Ever wonder why the establishment calls everything it doesn’t like “fascist”? Wonder no more; fascism is the spectre haunting modern socialism from within.

I routinely mention “longhouse simps,” defined as people who agree with the establishment and think they are part of the resistance, for example, this idiot:

Substack Note originally posted 22 March, 2024

Such people are not the revolutionaries you are looking for, they are controlled opposition at best. Their leaders all occupy positions of institutional power, and their demonstrations, though violent enough to result in massive amounts of property damage and even the death of innocents, are entirely performative; in other words, they are demonstrations of power and institutional capture, not acts of revolution. The institutions all favour socialism, specifically Marxist socialism, the hallmarks of which are central planning and abolition of private property, especially rural property. Both of these things are being pushed by globalist organisations like the World Economic Forum, which controls many of the governments of western nations. Most of the professional managerial class (PMC) is comprised not of free marketeers who got to their positions via merit, but of central planners trained in Marxist theory who were born into rich and powerful families. However, there is a genuinely revolutionary movement that also calls itself socialist, meaning that, at the time I wrote this, it is still anti-establishment. For those of you who already know the history of socialism, or have read my article breaking down its three types, you already know where this is going. For the rest of you, the real revolutionaries of which I speak…

…are nationalists. Some of them even call themselves “fascist.” After branding everyone who opposes them with the f-word to the point where it has lost all meaning, the PMC has succeeded in making enough people numb to the term that no-one is shamed by it, some have turned it back on the PMC, and others have begun to wear the label as a badge of honour. Some anti-establishment leftists have begun saying “we’re all fascists now, we just need to distinguish between rainbow fascists and red fascists.” “Rainbow fascism” is their term for progressive identity politics, which is the ideology currently being advanced by the establishment. Fed up with the insanity of bourgeois rainbow fascism, self-described socialists who actually care about the proletariat are now repeating history by abandoning the Marxist parties and moving towards third positionism. Anyone who has studied history, particularly the history of Weimar Germany, should not be surprised by this development, I certainly wasn’t. However, we all know what followed, and that’s what I want to warn you about: do not fall for fascism.
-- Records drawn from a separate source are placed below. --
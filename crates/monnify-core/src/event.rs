//! Webhook event kinds and their mandatory fields.
//!
//! Each webhook route delivers exactly one [`EventKind`]. The kind fixes
//! which fields the processor guarantees to send and where they live:
//! legacy callbacks carry them at the top level of the body, the typed
//! event routes nest them under `eventData`.

use std::fmt;
use std::str::FromStr;

use serde::{Deserialize, Serialize};
use serde_json::{Map, Value};

use crate::error::{MonnifyError, Result};

/// Fields shared by transaction, refund and disbursement completions.
const COMPLETION_FIELDS: &[&str] = &[
    "transactionReference",
    "paymentReference",
    "amountPaid",
    "totalPayable",
    "paidOn",
    "paymentStatus",
    "paymentDescription",
    "currency",
    "paymentMethod",
];

const LEGACY_FIELDS: &[&str] = &[
    "transactionReference",
    "paymentReference",
    "amountPaid",
    "totalPayable",
    "paidOn",
    "paymentStatus",
    "paymentDescription",
    "transactionHash",
    "currency",
    "paymentMethod",
];

const SETTLEMENT_FIELDS: &[&str] = &[
    "transactionReference",
    "destinationAccountNumber",
    "amount",
    "reference",
    "completedOn",
    "status",
    "narration",
    "currency",
    "destinationBankName",
];

/// Key of the nested event object in typed webhook bodies.
pub const EVENT_DATA_KEY: &str = "eventData";

/// Key of the processor's event type tag in typed webhook bodies.
pub const EVENT_TYPE_KEY: &str = "eventType";

/// Classification of an inbound webhook.
#[derive(Debug, Clone, Copy, PartialEq, Eq, Hash, Serialize, Deserialize)]
#[serde(rename_all = "snake_case")]
pub enum EventKind {
    /// The legacy combined callback.
    LegacyCallback,
    /// A collection completed.
    TransactionCompleted,
    /// A refund completed.
    RefundCompleted,
    /// A disbursement completed.
    DisbursementCompleted,
    /// A settlement completed.
    SettlementCompleted,
}

impl EventKind {
    /// Every kind, in route order.
    pub const ALL: [Self; 5] = [
        Self::LegacyCallback,
        Self::TransactionCompleted,
        Self::RefundCompleted,
        Self::DisbursementCompleted,
        Self::SettlementCompleted,
    ];

    /// Mandatory fields for this kind.
    #[must_use]
    pub const fn required_fields(self) -> &'static [&'static str] {
        match self {
            Self::LegacyCallback => LEGACY_FIELDS,
            Self::TransactionCompleted | Self::RefundCompleted | Self::DisbursementCompleted => {
                COMPLETION_FIELDS
            }
            Self::SettlementCompleted => SETTLEMENT_FIELDS,
        }
    }

    /// Route suffix under the webhook prefix (empty for the legacy callback).
    #[must_use]
    pub const fn route(self) -> &'static str {
        match self {
            Self::LegacyCallback => "",
            Self::TransactionCompleted => "transaction-completion",
            Self::RefundCompleted => "refund-completion",
            Self::DisbursementCompleted => "disbursement",
            Self::SettlementCompleted => "settlement",
        }
    }

    /// Whether the fields are nested under [`EVENT_DATA_KEY`].
    #[must_use]
    pub const fn uses_event_data(self) -> bool {
        !matches!(self, Self::LegacyCallback)
    }

    /// Stable name used in logs and serialization.
    #[must_use]
    pub const fn as_str(self) -> &'static str {
        match self {
            Self::LegacyCallback => "legacy_callback",
            Self::TransactionCompleted => "transaction_completed",
            Self::RefundCompleted => "refund_completed",
            Self::DisbursementCompleted => "disbursement_completed",
            Self::SettlementCompleted => "settlement_completed",
        }
    }
}

impl fmt::Display for EventKind {
    fn fmt(&self, f: &mut fmt::Formatter<'_>) -> fmt::Result {
        f.write_str(self.as_str())
    }
}

impl FromStr for EventKind {
    type Err = MonnifyError;

    fn from_str(s: &str) -> Result<Self> {
        Self::ALL
            .into_iter()
            .find(|kind| kind.as_str() == s)
            .ok_or_else(|| MonnifyError::UnknownEventKind(s.to_string()))
    }
}

/// Result of comparing a received signature with the computed one.
#[derive(Debug, Clone, Copy, PartialEq, Eq, Hash, Serialize, Deserialize)]
#[serde(rename_all = "snake_case")]
pub enum VerificationOutcome {
    /// The signature matched the raw body.
    Valid,
    /// The signature was missing or did not match.
    Invalid,
}

impl VerificationOutcome {
    /// Whether the outcome is [`VerificationOutcome::Valid`].
    #[must_use]
    pub const fn is_valid(self) -> bool {
        matches!(self, Self::Valid)
    }
}

impl From<bool> for VerificationOutcome {
    fn from(valid: bool) -> Self {
        if valid {
            Self::Valid
        } else {
            Self::Invalid
        }
    }
}

impl fmt::Display for VerificationOutcome {
    fn fmt(&self, f: &mut fmt::Formatter<'_>) -> fmt::Result {
        f.write_str(match self {
            Self::Valid => "valid",
            Self::Invalid => "invalid",
        })
    }
}

/// Locate the event fields for `kind` and check every mandatory field.
///
/// A field counts as present when it is not null, not a blank string and
/// not an empty array or object. The first missing field is reported.
///
/// # Errors
///
/// Returns [`MonnifyError::InvalidPayload`] if the body (or its `eventData`)
/// is not a JSON object, and [`MonnifyError::MissingField`] if a mandatory
/// field is absent.
pub fn extract_fields(kind: EventKind, body: &Value) -> Result<Map<String, Value>> {
    let container = if kind.uses_event_data() {
        body.get(EVENT_DATA_KEY)
            .ok_or(MonnifyError::MissingField {
                kind,
                field: EVENT_DATA_KEY,
            })?
    } else {
        body
    };

    let fields = container.as_object().ok_or_else(|| {
        MonnifyError::InvalidPayload(format!("{kind} webhook fields must be a JSON object"))
    })?;

    if let Some(field) = kind
        .required_fields()
        .iter()
        .copied()
        .find(|field| !is_present(fields.get(*field)))
    {
        return Err(MonnifyError::MissingField { kind, field });
    }

    Ok(fields.clone())
}

/// Read the processor's `eventType` tag, if the body carries one.
#[must_use]
pub fn event_type(body: &Value) -> Option<&str> {
    body.get(EVENT_TYPE_KEY).and_then(Value::as_str)
}

fn is_present(value: Option<&Value>) -> bool {
    match value {
        None | Some(Value::Null) => false,
        Some(Value::String(s)) => !s.trim().is_empty(),
        Some(Value::Array(items)) => !items.is_empty(),
        Some(Value::Object(map)) => !map.is_empty(),
        Some(Value::Bool(_) | Value::Number(_)) => true,
    }
}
In previous articles, I have described The Unz Review as “the BitChute of the blogging world,” in that you will find perspectives there that you won’t anywhere else, but that doesn’t mean they are entirely valid. The mainstream narrative may be so severely distorted that it is completely unreliable, but the best lies contain a grain of truth, which is why so many people believe them. On the flip side, just because an alternative perspective turns the mainstream narrative on its head, doesn’t make it true. Don’t automatically reject everything you’ve been told, otherwise you end up believing in utter nonsense like flat Earth. Besides, that’s not thinking for yourself, that’s allowing the establishment to control what you think via reverse psychology; always remember that even a broken clock is right twice a day. Anyway, there is one article from that website that has been making the rounds recently, and I’ve even shared an excerpt from it in a Substack Note before, much to the annoyance of Marxists. You can read the whole thing if you want to, but in the interest of brevity, I will instead go through this chart, which was posted by a National Socialist Substacker who has also shared said article:

Most of the stuff on this chart is true… but some of it isn’t, and makes all three forms of socialism here look a lot better than they actually are. Since this was posted by a National Socialist, it obviously favours that position over the other two, but note the “did you know” entry for fascism: it is neither far-right nor far-left, it is the 3rd position. As I’ve told you before, “third positionism” is their term, not mine. This is why I like to say that third positionism killed the left-right sliding scale, and fourth positionism buried it:

The Four Political Theories represented by their respective icons: monarchy, the 0th position, is represented by the crown, liberalism, the 1st position, by the dollar sign, communism, the 2nd position, by the hammer and sickle, the 3rd position by the hakenkreuz, and the 4th position by the star of chaos.

Yes, I put monarchy in the centre, contrary to the trend of categorising it as authoritarian right. Why? Well, two reasons, really. First, it’s dynastic, whereas the right believes in meritocracy and the left believes in equity. Second, it was the status quo that both liberalism and socialism originally arose in opposition to. Neoliberalism is the modern centrist position, not just because it is the status quo in most modern nations, but also because it shares a similar dynastic characteristic with classical feudalism. Anyway, back to National Socialism, and why it’s not what it’s cracked up to be. In my article on the three types of socialism, all I did was explain the differences between the various socialist systems, but the article is meant to be as neutral as possible, primarily because I wrote it for self-professed socialists so that they can either tell me which one they are, or admit that they don’t know what socialism is and simply wear the label because they think it sounds good. Here, I am not even attempting to be neutral.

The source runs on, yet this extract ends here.